The following is the negation of the provided statement.

\(\forall \user1{x}\forall \user1{yP}\left( {\user1{x, y}} \right) \vee \exists \user1{y}\exists \user1{x} \sim \user1{Q}\left( {\user1{x, y}} \right)\).

Solution Explanation

e)

Consider the given statement: \( \sim \forall \user1{x}\left( {\exists \user1{y}\forall \user1{zP}\left( {\user1{x,y,z}} \right) \wedge \exists \user1{z}\forall \user1{yP}\left( {\user1{x,y,z}} \right)} \right)\)

\( \sim \forall \user2{x}\left( {\exists \user2{y}\forall \user2{zP}\left( {\user2{x,y,z}} \right) \wedge \exists \user2{z}\forall \user2{yP}\left( {\user2{x,y,z}} \right)} \right)\)is the negation of the preceding sentence\(\exists \user1{x}\left( {\forall \user1{y}\exists \user1{z} \sim \user1{P}\left( {\user1{x,y,z}} \right) \vee \forall \user1{z}\exists \user1{y} \sim \user1{P}\left( {\user1{x,y,z}} \right)} \right)\)

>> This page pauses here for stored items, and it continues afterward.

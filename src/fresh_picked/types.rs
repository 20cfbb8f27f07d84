//! FreshPickedLeads 関連の型定義

use chrono::{Datelike, NaiveDate};

/// リード検索の日付範囲（両端を含む）
#[derive(Debug, Clone, Copy, PartialEq, Eq)]
pub struct DateRange {
    pub start: NaiveDate,
    pub end: NaiveDate,
}

impl DateRange {
    pub fn new(start: NaiveDate, end: NaiveDate) -> Result<Self, String> {
        if start > end {
            return Err(format!("start {} is after end {}", start, end));
        }
        Ok(Self { start, end })
    }

    /// 昨日〜今日（既定の検索範囲）
    pub fn yesterday_to(today: NaiveDate) -> Self {
        Self {
            start: today.pred_opt().unwrap_or(today),
            end: today,
        }
    }

    /// 開始日入力欄に打つキー列。マスク入力なので `MMDD` だけ入れる
    pub fn start_keys(&self) -> String {
        self.start.format("%m%d").to_string()
    }

    /// 終了日入力欄に打つキー列
    ///
    /// 終了日の欄は開始日の年月を引き継ぐため、同じ月なら日だけを入力する。
    pub fn end_keys(&self) -> String {
        if self.start.year() == self.end.year() && self.start.month() == self.end.month() {
            self.end.format("%d").to_string()
        } else {
            self.end.format("%m%d").to_string()
        }
    }
}

#[cfg(test)]
mod tests {
    use super::*;

    fn d(y: i32, m: u32, day: u32) -> NaiveDate {
        NaiveDate::from_ymd_opt(y, m, day).unwrap()
    }

    #[test]
    fn test_yesterday_to_today() {
        let range = DateRange::yesterday_to(d(2024, 8, 6));
        assert_eq!(range.start, d(2024, 8, 5));
        assert_eq!(range.end, d(2024, 8, 6));
        assert_eq!(range.start_keys(), "0805");
        assert_eq!(range.end_keys(), "06");
    }

    #[test]
    fn test_month_boundary_keys() {
        let range = DateRange::yesterday_to(d(2024, 3, 1));
        assert_eq!(range.start, d(2024, 2, 29));
        assert_eq!(range.start_keys(), "0229");
        assert_eq!(range.end_keys(), "0301");
    }

    #[test]
    fn test_reversed_range_rejected() {
        assert!(DateRange::new(d(2024, 1, 2), d(2024, 1, 1)).is_err());
        assert!(DateRange::new(d(2024, 1, 1), d(2024, 1, 1)).is_ok());
    }
}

The following is the negation of the provided statement.

\(\exists \user1{x}\left( {\forall \user1{y}\exists \user1{z} \sim \user1{P}\left( {\user1{x,y,z}} \right) \vee \forall \user1{z}\exists \user1{y} \sim \user1{P}\left( {\user1{x,y,z}} \right)} \right)\).